Excerpts from a dataset:
*** Block opens ***

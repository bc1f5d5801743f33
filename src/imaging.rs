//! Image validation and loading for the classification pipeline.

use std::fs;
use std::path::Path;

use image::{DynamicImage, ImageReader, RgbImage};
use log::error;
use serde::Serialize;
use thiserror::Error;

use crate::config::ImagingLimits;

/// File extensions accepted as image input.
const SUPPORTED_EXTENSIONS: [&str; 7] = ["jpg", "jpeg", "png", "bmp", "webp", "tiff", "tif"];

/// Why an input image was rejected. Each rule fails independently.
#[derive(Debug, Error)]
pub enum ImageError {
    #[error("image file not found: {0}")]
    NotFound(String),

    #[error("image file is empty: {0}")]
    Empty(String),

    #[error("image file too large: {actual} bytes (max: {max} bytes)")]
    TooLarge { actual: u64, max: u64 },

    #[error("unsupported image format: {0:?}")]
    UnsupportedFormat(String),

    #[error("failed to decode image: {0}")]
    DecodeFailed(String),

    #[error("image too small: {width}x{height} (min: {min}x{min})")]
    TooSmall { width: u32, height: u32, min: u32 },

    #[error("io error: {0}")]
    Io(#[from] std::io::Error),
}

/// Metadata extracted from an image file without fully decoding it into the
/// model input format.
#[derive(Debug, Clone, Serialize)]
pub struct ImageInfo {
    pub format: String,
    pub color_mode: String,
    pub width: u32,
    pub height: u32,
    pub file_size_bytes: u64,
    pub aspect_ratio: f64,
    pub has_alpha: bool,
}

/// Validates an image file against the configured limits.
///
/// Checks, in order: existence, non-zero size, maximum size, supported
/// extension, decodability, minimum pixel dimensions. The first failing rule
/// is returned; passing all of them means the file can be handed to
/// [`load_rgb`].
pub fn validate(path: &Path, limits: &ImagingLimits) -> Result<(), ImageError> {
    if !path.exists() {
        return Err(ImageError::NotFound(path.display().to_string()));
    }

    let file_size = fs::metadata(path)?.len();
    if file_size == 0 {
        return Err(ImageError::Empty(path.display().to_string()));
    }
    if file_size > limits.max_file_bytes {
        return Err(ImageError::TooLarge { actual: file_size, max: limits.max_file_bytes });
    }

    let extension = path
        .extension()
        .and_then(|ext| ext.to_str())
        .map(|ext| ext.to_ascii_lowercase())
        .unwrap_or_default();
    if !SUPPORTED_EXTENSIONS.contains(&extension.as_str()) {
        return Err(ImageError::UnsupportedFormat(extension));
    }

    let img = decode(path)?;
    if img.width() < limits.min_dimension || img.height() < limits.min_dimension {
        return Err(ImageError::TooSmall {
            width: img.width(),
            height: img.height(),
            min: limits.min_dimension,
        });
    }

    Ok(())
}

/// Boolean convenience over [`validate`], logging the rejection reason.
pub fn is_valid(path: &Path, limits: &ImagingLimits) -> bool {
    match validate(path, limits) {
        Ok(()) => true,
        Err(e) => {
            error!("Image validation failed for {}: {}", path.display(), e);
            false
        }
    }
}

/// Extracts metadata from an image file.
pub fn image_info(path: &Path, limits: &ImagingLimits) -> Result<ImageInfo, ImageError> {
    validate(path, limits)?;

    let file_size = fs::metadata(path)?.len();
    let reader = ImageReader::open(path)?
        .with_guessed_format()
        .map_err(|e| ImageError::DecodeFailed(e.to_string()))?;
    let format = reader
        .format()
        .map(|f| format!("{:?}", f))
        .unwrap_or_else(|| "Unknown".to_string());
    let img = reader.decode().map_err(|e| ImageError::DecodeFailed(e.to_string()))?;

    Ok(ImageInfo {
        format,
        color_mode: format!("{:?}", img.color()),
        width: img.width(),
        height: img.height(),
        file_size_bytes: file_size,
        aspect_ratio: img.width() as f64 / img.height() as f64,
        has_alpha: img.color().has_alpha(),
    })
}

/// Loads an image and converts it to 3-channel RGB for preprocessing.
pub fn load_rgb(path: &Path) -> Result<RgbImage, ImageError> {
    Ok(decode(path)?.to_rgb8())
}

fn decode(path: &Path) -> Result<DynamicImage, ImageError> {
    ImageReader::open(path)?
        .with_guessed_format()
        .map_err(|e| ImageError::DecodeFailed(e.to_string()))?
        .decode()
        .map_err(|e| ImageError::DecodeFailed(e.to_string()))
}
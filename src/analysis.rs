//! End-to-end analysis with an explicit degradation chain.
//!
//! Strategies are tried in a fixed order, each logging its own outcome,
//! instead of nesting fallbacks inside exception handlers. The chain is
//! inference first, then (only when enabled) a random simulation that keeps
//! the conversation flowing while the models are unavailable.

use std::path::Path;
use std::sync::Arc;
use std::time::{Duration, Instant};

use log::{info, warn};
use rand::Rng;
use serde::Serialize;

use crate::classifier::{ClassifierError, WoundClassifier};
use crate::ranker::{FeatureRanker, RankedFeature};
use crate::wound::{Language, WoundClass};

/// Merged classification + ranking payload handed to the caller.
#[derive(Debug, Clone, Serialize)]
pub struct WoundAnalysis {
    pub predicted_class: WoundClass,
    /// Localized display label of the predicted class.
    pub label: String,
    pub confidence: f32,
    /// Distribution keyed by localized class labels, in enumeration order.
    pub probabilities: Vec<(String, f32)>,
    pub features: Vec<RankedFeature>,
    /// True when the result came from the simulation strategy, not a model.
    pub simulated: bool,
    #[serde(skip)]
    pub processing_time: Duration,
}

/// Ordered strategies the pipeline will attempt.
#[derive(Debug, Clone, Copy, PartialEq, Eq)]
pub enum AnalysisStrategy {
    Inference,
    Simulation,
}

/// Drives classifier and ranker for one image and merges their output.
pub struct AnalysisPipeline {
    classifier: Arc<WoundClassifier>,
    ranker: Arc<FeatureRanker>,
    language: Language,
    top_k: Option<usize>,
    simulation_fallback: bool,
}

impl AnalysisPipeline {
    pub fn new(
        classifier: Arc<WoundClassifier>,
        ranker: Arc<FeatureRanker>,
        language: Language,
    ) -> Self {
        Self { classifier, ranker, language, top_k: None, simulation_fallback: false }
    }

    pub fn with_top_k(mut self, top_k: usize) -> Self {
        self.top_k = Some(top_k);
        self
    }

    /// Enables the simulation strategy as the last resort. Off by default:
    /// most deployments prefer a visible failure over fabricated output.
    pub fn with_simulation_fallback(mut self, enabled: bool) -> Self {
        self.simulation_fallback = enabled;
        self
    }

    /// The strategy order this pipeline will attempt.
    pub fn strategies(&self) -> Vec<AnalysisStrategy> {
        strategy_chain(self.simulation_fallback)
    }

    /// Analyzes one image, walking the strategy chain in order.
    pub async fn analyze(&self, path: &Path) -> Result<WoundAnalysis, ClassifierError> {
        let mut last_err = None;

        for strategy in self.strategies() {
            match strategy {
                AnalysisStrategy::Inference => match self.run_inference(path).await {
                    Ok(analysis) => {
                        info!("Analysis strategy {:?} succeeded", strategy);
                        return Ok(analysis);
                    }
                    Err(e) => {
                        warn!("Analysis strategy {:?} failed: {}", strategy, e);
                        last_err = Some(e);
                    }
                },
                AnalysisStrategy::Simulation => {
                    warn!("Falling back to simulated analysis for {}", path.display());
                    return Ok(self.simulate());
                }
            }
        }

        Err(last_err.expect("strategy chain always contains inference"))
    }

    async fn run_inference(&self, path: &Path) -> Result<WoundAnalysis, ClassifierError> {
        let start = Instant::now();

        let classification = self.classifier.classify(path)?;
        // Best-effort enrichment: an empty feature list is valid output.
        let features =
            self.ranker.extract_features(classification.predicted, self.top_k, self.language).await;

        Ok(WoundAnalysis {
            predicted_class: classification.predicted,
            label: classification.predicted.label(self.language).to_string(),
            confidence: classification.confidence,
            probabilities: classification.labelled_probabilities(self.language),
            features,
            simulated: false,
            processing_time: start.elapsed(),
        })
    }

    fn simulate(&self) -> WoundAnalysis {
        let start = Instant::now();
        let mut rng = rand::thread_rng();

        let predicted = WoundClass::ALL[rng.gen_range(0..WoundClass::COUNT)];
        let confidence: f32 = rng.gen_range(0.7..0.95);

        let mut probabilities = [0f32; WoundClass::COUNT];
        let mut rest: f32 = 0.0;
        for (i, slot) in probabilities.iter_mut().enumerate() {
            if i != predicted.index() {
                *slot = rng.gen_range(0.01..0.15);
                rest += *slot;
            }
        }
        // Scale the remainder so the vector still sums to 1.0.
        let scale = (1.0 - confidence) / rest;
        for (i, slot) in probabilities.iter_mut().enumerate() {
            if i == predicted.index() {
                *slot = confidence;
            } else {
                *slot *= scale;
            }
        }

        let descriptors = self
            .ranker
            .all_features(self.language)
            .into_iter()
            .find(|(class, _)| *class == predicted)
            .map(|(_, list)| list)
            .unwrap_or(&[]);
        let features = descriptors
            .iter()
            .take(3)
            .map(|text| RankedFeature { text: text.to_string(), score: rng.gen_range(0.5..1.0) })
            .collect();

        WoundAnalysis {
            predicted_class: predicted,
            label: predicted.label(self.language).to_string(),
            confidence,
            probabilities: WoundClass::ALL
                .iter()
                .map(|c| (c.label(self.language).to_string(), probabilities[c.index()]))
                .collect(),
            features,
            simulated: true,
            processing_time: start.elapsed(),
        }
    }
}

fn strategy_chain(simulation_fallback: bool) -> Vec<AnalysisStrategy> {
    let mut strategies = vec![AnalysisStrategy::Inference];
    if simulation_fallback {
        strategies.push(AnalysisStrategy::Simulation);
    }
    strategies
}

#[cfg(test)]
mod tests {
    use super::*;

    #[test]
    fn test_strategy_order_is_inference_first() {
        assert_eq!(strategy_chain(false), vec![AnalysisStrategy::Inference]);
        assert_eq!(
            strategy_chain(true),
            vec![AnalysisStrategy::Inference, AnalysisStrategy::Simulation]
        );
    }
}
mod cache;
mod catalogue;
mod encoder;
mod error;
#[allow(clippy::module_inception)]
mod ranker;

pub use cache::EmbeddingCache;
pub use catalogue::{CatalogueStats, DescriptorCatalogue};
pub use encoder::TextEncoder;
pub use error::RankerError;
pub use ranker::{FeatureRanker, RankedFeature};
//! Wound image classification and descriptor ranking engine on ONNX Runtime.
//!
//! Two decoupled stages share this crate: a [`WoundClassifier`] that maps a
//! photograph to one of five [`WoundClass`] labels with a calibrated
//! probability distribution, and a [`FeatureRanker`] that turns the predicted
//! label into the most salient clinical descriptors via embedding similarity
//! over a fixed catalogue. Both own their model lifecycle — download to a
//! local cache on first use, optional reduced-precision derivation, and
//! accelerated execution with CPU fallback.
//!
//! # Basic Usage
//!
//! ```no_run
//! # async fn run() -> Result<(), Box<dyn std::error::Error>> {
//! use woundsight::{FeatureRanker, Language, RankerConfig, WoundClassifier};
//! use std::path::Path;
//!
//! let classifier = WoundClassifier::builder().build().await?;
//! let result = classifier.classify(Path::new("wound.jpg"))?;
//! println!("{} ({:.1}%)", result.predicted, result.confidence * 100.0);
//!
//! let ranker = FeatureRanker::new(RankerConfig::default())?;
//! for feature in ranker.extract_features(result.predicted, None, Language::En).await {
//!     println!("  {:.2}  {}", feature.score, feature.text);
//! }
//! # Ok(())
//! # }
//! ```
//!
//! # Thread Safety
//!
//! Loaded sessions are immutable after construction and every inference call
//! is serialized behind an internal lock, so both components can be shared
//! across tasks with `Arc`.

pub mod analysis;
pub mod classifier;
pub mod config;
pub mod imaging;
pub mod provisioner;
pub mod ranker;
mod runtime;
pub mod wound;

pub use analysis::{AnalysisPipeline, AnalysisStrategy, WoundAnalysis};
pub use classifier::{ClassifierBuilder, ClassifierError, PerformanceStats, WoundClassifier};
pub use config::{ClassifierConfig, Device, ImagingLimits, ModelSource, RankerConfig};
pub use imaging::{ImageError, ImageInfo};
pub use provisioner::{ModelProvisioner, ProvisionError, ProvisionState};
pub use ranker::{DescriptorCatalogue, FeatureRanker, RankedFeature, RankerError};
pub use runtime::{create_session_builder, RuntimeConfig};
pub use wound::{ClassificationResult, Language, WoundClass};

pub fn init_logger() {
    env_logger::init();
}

*** Block closes ***

* Work order:
Would you output, from the records above, exactly the run of lines that starts at the line containing "model input format." and ends at the line containing "let img = decode(path)?;", and only that run?

* Written reply:
/// model input format.
#[derive(Debug, Clone, Serialize)]
pub struct ImageInfo {
    pub format: String,
    pub color_mode: String,
    pub width: u32,
    pub height: u32,
    pub file_size_bytes: u64,
    pub aspect_ratio: f64,
    pub has_alpha: bool,
}

/// Validates an image file against the configured limits.
///
/// Checks, in order: existence, non-zero size, maximum size, supported
/// extension, decodability, minimum pixel dimensions. The first failing rule
/// is returned; passing all of them means the file can be handed to
/// [`load_rgb`].
pub fn validate(path: &Path, limits: &ImagingLimits) -> Result<(), ImageError> {
    if !path.exists() {
        return Err(ImageError::NotFound(path.display().to_string()));
    }

    let file_size = fs::metadata(path)?.len();
    if file_size == 0 {
        return Err(ImageError::Empty(path.display().to_string()));
    }
    if file_size > limits.max_file_bytes {
        return Err(ImageError::TooLarge { actual: file_size, max: limits.max_file_bytes });
    }

    let extension = path
        .extension()
        .and_then(|ext| ext.to_str())
        .map(|ext| ext.to_ascii_lowercase())
        .unwrap_or_default();
    if !SUPPORTED_EXTENSIONS.contains(&extension.as_str()) {
        return Err(ImageError::UnsupportedFormat(extension));
    }

    let img = decode(path)?;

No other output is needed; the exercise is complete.